● **Assigned task**: Copy each line of the records that holds the string "Failed".
START Input
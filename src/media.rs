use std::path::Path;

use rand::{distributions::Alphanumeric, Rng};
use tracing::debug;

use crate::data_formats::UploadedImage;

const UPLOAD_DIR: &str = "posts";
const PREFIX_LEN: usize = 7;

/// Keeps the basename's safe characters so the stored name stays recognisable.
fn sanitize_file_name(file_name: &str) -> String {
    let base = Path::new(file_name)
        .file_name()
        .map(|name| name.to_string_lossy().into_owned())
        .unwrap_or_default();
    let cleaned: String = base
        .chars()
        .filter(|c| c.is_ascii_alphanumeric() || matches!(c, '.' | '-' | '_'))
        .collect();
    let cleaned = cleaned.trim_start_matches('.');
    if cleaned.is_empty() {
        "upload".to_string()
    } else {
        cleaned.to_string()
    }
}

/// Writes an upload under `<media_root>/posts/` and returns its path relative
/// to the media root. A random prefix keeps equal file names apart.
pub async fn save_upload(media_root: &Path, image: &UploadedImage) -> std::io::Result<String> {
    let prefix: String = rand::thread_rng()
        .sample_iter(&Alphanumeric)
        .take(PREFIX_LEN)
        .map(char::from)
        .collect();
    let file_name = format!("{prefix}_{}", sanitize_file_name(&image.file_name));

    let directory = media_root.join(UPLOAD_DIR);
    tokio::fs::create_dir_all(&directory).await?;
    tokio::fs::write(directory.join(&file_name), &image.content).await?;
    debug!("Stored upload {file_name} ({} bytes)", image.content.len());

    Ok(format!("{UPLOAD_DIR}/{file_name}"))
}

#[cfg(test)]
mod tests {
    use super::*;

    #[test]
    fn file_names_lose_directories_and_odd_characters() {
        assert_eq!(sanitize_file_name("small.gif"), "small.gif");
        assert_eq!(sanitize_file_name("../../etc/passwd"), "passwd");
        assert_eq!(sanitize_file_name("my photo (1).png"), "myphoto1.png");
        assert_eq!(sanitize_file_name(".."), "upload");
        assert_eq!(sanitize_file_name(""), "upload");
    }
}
END Input
START Input
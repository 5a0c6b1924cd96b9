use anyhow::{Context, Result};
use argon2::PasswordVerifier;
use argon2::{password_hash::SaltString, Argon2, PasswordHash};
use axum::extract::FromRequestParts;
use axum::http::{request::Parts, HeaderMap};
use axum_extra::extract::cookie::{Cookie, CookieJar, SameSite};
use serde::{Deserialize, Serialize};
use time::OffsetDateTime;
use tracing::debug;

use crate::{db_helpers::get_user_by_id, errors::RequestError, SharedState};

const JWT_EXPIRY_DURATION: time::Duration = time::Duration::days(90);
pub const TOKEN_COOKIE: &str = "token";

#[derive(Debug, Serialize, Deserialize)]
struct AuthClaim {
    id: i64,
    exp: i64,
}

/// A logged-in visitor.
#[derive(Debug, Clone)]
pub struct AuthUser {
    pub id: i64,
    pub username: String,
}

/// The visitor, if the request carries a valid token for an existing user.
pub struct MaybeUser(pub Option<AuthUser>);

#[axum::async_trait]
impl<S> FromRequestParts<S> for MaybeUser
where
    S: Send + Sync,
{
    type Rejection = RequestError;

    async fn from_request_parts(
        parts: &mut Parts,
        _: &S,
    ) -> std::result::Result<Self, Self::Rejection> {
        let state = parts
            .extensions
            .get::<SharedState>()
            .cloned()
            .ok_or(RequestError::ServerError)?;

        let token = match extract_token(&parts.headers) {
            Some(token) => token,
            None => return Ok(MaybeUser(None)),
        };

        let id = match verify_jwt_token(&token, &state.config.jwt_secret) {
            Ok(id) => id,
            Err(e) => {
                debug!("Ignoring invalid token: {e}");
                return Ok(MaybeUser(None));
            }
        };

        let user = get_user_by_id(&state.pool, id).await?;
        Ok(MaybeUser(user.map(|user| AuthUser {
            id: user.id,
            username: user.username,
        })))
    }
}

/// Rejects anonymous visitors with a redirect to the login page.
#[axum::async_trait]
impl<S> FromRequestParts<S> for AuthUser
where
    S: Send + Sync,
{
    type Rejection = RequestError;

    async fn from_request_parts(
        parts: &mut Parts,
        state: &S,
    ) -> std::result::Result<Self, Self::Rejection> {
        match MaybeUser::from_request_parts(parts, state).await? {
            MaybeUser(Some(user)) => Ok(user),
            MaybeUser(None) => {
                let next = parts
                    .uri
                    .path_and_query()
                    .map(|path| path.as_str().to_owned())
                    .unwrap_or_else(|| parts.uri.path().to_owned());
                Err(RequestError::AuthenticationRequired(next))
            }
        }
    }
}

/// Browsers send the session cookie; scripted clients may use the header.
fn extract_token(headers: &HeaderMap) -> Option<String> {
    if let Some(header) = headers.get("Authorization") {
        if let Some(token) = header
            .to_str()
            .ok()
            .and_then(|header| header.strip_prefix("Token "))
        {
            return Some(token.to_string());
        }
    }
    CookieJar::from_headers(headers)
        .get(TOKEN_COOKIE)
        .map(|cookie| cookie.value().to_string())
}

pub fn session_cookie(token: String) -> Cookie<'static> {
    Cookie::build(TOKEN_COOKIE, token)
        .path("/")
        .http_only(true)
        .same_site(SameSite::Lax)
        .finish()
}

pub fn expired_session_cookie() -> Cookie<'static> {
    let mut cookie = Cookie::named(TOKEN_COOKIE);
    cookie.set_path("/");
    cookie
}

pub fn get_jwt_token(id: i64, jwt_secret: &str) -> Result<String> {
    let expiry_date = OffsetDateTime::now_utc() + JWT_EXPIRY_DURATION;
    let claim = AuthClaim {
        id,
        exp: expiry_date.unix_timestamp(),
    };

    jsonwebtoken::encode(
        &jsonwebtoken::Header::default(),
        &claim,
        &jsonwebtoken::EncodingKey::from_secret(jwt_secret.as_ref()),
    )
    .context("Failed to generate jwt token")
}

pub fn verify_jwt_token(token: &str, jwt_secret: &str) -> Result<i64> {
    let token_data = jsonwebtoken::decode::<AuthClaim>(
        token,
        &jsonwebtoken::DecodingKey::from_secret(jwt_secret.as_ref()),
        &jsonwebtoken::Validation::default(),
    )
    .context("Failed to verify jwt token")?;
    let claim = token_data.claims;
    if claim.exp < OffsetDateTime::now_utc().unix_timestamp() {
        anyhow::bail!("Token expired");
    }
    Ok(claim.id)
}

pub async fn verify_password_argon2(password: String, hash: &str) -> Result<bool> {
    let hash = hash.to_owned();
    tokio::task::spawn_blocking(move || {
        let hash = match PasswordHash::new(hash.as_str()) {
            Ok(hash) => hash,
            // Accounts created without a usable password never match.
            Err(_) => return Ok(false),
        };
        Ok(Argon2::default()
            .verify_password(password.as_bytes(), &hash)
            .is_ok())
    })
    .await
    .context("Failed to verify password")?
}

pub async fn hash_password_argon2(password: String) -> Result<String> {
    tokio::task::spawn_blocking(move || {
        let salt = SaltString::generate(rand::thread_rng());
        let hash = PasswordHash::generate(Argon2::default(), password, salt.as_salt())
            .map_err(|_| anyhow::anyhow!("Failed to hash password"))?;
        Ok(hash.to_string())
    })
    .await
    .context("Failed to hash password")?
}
END Input
● **Exercise answer**:
    .context("Failed to generate jwt token")
    .context("Failed to verify jwt token")?;
    .context("Failed to verify password")?
            .map_err(|_| anyhow::anyhow!("Failed to hash password"))?;
    .context("Failed to hash password")?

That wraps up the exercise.